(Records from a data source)
= = =
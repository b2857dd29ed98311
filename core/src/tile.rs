use core::fmt;

/// What a cell holds once mines are placed: a mine or the number of adjacent mines.
#[derive(Copy, Clone, Debug, PartialEq, Eq)]
pub enum CellValue {
    Mine,
    Count(u8),
}

impl CellValue {
    pub const fn is_mine(self) -> bool {
        matches!(self, Self::Mine)
    }

    /// Whether revealing this cell cascades into its neighbors.
    pub const fn is_zero(self) -> bool {
        matches!(self, Self::Count(0))
    }
}

impl Default for CellValue {
    fn default() -> Self {
        Self::Count(0)
    }
}

impl fmt::Display for CellValue {
    fn fmt(&self, f: &mut fmt::Formatter<'_>) -> fmt::Result {
        match self {
            Self::Mine => f.pad("*"),
            Self::Count(count) => fmt::Display::fmt(count, f),
        }
    }
}
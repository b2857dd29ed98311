use anyhow::Context;
use clap::{Parser, ValueEnum};
use minedig_core::*;
use serde::Deserialize;
use std::fs;
use std::path::{Path, PathBuf};

#[derive(Parser, Debug)]
#[command(version, about, long_about = None)]
pub struct Args {
    /// What log level to use
    #[command(flatten)]
    pub verbose: clap_verbosity_flag::Verbosity,

    /// Cells per side of the square board [default: 10]
    #[arg(short, long)]
    pub size: Option<Coord>,

    /// How many mines to hide [default: 10]
    #[arg(short, long)]
    pub mines: Option<CellCount>,

    /// Force a seed instead of random
    #[arg(long)]
    pub seed: Option<u64>,

    /// How mines are spread over the board [default: rejection]
    #[arg(short, long, value_enum)]
    pub placement: Option<PlacementArg>,

    /// TOML file with defaults for the options above
    #[arg(short, long)]
    pub config: Option<PathBuf>,
}

#[derive(Copy, Clone, Debug, PartialEq, Eq, ValueEnum)]
pub enum PlacementArg {
    Rejection,
    Shuffle,
}

impl From<PlacementArg> for Placement {
    fn from(other: PlacementArg) -> Self {
        match other {
            PlacementArg::Rejection => Placement::Rejection,
            PlacementArg::Shuffle => Placement::Shuffle,
        }
    }
}

/// Contents of the optional config file, every key may be left out.
#[derive(Debug, Default, PartialEq, Deserialize)]
#[serde(default, deny_unknown_fields)]
pub struct FileConfig {
    pub size: Option<Coord>,
    pub mines: Option<CellCount>,
    pub seed: Option<u64>,
    pub placement: Option<Placement>,
}

impl FileConfig {
    pub fn load(path: &Path) -> anyhow::Result<Self> {
        let text = fs::read_to_string(path)
            .with_context(|| format!("Could not read config file {}", path.display()))?;
        Self::parse(&text).with_context(|| format!("Invalid config file {}", path.display()))
    }

    pub fn parse(text: &str) -> anyhow::Result<Self> {
        Ok(toml::from_str(text)?)
    }
}

/// Everything needed to start a game, after merging flags over the config file.
#[derive(Copy, Clone, Debug, PartialEq)]
pub struct Settings {
    pub game: GameConfig,
    pub seed: Option<u64>,
    pub placement: Placement,
}

impl Settings {
    pub fn from_args(args: &Args) -> anyhow::Result<Self> {
        let file = match &args.config {
            Some(path) => FileConfig::load(path)?,
            None => FileConfig::default(),
        };
        Self::merge(args, file)
    }

    /// Command line flags win over file values, which win over the defaults.
    pub fn merge(args: &Args, file: FileConfig) -> anyhow::Result<Self> {
        let defaults = GameConfig::default();
        let size = args.size.or(file.size).unwrap_or(defaults.dim_size());
        let mines = args.mines.or(file.mines).unwrap_or(defaults.mines());
        let game = GameConfig::new(size, mines)
            .with_context(|| format!("Cannot place {mines} mines on a {size}x{size} board"))?;

        Ok(Self {
            game,
            seed: args.seed.or(file.seed),
            placement: args
                .placement
                .map(Placement::from)
                .or(file.placement)
                .unwrap_or_default(),
        })
    }

    pub fn generator(&self) -> RandomMineGenerator {
        let seed = self.seed.unwrap_or_else(rand::random);
        log::debug!("seed: {}", seed);
        RandomMineGenerator::new(seed, self.placement)
    }
}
= = =
## Problem statement
In the entries above, the lines from the one bearing "use std::fs;" up to and including the one bearing "impl From<PlacementArg> for" should be transcribed exactly; no other line is wanted.

## Output for this exercise
use std::fs;
use std::path::{Path, PathBuf};

#[derive(Parser, Debug)]
#[command(version, about, long_about = None)]
pub struct Args {
    /// What log level to use
    #[command(flatten)]
    pub verbose: clap_verbosity_flag::Verbosity,

    /// Cells per side of the square board [default: 10]
    #[arg(short, long)]
    pub size: Option<Coord>,

    /// How many mines to hide [default: 10]
    #[arg(short, long)]
    pub mines: Option<CellCount>,

    /// Force a seed instead of random
    #[arg(long)]
    pub seed: Option<u64>,

    /// How mines are spread over the board [default: rejection]
    #[arg(short, long, value_enum)]
    pub placement: Option<PlacementArg>,

    /// TOML file with defaults for the options above
    #[arg(short, long)]
    pub config: Option<PathBuf>,
}

#[derive(Copy, Clone, Debug, PartialEq, Eq, ValueEnum)]
pub enum PlacementArg {
    Rejection,
    Shuffle,
}

impl From<PlacementArg> for Placement {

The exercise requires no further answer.